According to a new report from the American Academy of Pediatrics, parents of children ages 6 to 12 in the U.S. may be wasting precious time on physical education.
The study found that parents spend nearly two hours a day on physical instruction, and they’re spending even more time than that on homework and physical activity.
While that may seem like a lot of time, it is not nearly as bad as many parents are making it out to be.
According in the report, children ages 5 to 11 are spending nearly a third of their time on homework.
While the report found that a parent who spent two hours and 10 minutes on physical activity for a child ages 3 to 4 was more likely to get a full grade, it did not prove that spending more time on a physical activity program for younger children was beneficial.
The report also found that physical activity in children was associated with lower anxiety and depression.
“In general, parents should make sure their children are engaged in physical activity and are learning to use and manage their bodies,” said Dr. John DeYoung, associate professor of pediatrics at the University of Michigan.
“But it is important to be aware that physical activities may not be an adequate substitute for more traditional learning.
Parents need to consider the benefits of physical activity when selecting a program for their children, and be proactive about getting active.”
DeYoung noted that physical education programs need to focus on a number of different aspects of physical development, from strength and agility to balance and balance-related skills.
“Parents should consider a variety of activities that help build strength and balance,” he said.
“If they are spending time on just the one activity, it’s not enough.”
According to DeYoung and his colleagues, physical education may not provide all the benefits that the U,S.

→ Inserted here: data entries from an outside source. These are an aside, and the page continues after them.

use chrono::{DateTime, Utc};
use serde::{Deserialize, Serialize};
use sqlx::FromRow;
use uuid::Uuid;

use crate::utils::error::AppError;

const TITLE_MIN: usize = 3;
const TITLE_MAX: usize = 100;
const DESCRIPTION_MIN: usize = 10;
const DESCRIPTION_MAX: usize = 1000;
const LOCATION_MIN: usize = 3;
const LOCATION_MAX: usize = 200;
const CAPACITY_MIN: i32 = 1;
const CAPACITY_MAX: i32 = 10_000;

/// A capacity-bounded event. `attendees` holds the user ids with a `going`
/// RSVP and never exceeds `capacity`. `version` is bumped inside every
/// transaction that mutates the attendee set, so a client holding an Event
/// payload can detect that it has gone stale.
#[derive(Debug, Clone, Serialize, Deserialize, FromRow)]
pub struct Event {
    pub id: Uuid,
    pub organizer_id: Uuid,
    pub title: String,
    pub description: String,
    pub location: String,
    pub start_time: DateTime<Utc>,
    pub capacity: i32,
    pub image_url: Option<String>,
    pub attendees: Vec<Uuid>,
    pub version: i32,
    pub created_at: DateTime<Utc>,
    pub updated_at: DateTime<Utc>,
}

/// Payload for creating an event.
#[derive(Debug, Clone, Deserialize)]
pub struct NewEvent {
    pub title: String,
    pub description: String,
    pub location: String,
    pub start_time: DateTime<Utc>,
    pub capacity: i32,
    pub image_url: Option<String>,
}

/// Partial update payload; absent fields are left unchanged.
#[derive(Debug, Clone, Default, Deserialize)]
pub struct EventUpdate {
    pub title: Option<String>,
    pub description: Option<String>,
    pub location: Option<String>,
    pub start_time: Option<DateTime<Utc>>,
    pub capacity: Option<i32>,
    pub image_url: Option<String>,
}

fn check_length(field: &str, value: &str, min: usize, max: usize) -> Result<(), AppError> {
    let len = value.trim().chars().count();
    if len < min || len > max {
        return Err(AppError::ValidationError(format!(
            "{field} must be between {min} and {max} characters"
        )));
    }
    Ok(())
}

fn check_capacity(capacity: i32) -> Result<(), AppError> {
    if !(CAPACITY_MIN..=CAPACITY_MAX).contains(&capacity) {
        return Err(AppError::ValidationError(format!(
            "Capacity must be between {CAPACITY_MIN} and {CAPACITY_MAX}"
        )));
    }
    Ok(())
}

impl NewEvent {
    pub fn validate(&self, now: DateTime<Utc>) -> Result<(), AppError> {
        check_length("Title", &self.title, TITLE_MIN, TITLE_MAX)?;
        check_length(
            "Description",
            &self.description,
            DESCRIPTION_MIN,
            DESCRIPTION_MAX,
        )?;
        check_length("Location", &self.location, LOCATION_MIN, LOCATION_MAX)?;
        check_capacity(self.capacity)?;
        if self.start_time <= now {
            return Err(AppError::ValidationError(
                "Event start time must be in the future".to_string(),
            ));
        }
        Ok(())
    }
}

impl EventUpdate {
    pub fn validate(&self) -> Result<(), AppError> {
        if let Some(title) = &self.title {
            check_length("Title", title, TITLE_MIN, TITLE_MAX)?;
        }
        if let Some(description) = &self.description {
            check_length("Description", description, DESCRIPTION_MIN, DESCRIPTION_MAX)?;
        }
        if let Some(location) = &self.location {
            check_length("Location", location, LOCATION_MIN, LOCATION_MAX)?;
        }
        if let Some(capacity) = self.capacity {
            check_capacity(capacity)?;
        }
        Ok(())
    }
}

#[cfg(test)]
mod tests {
    use super::*;
    use chrono::Duration;

    fn sample() -> NewEvent {
        NewEvent {
            title: "Rust Meetup".to_string(),
            description: "Monthly Rust user group meetup".to_string(),
            location: "Community Hall".to_string(),
            start_time: Utc::now() + Duration::days(7),
            capacity: 50,
            image_url: None,
        }
    }

    #[test]
    fn test_valid_event_passes() {
        assert!(sample().validate(Utc::now()).is_ok());
    }

    #[test]
    fn test_short_title_rejected() {
        let mut event = sample();
        event.title = "ab".to_string();
        assert!(event.validate(Utc::now()).is_err());
    }

    #[test]
    fn test_zero_capacity_rejected() {
        let mut event = sample();
        event.capacity = 0;
        assert!(event.validate(Utc::now()).is_err());
    }

    #[test]
    fn test_past_start_time_rejected() {
        let mut event = sample();
        event.start_time = Utc::now() - Duration::hours(1);
        assert!(event.validate(Utc::now()).is_err());
    }

    #[test]
    fn test_update_validates_only_present_fields() {
        let update = EventUpdate {
            capacity: Some(25),
            ..EventUpdate::default()
        };
        assert!(update.validate().is_ok());

        let update = EventUpdate {
            title: Some("x".to_string()),
            ..EventUpdate::default()
        };
        assert!(update.validate().is_err());
    }
}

Department of Education has promised, including more time for homework and more physical activity, but parents should consider the value in getting the children involved.
“It’s really important to have physical education activities that are challenging, that are fun, that will engage kids, that help them develop self-awareness, and it should also include appropriate social skills, DeYoung said.
When parents do consider all of these things, they may be able to make sure that physical programs are not just for kids who are bored,” DeYoung added.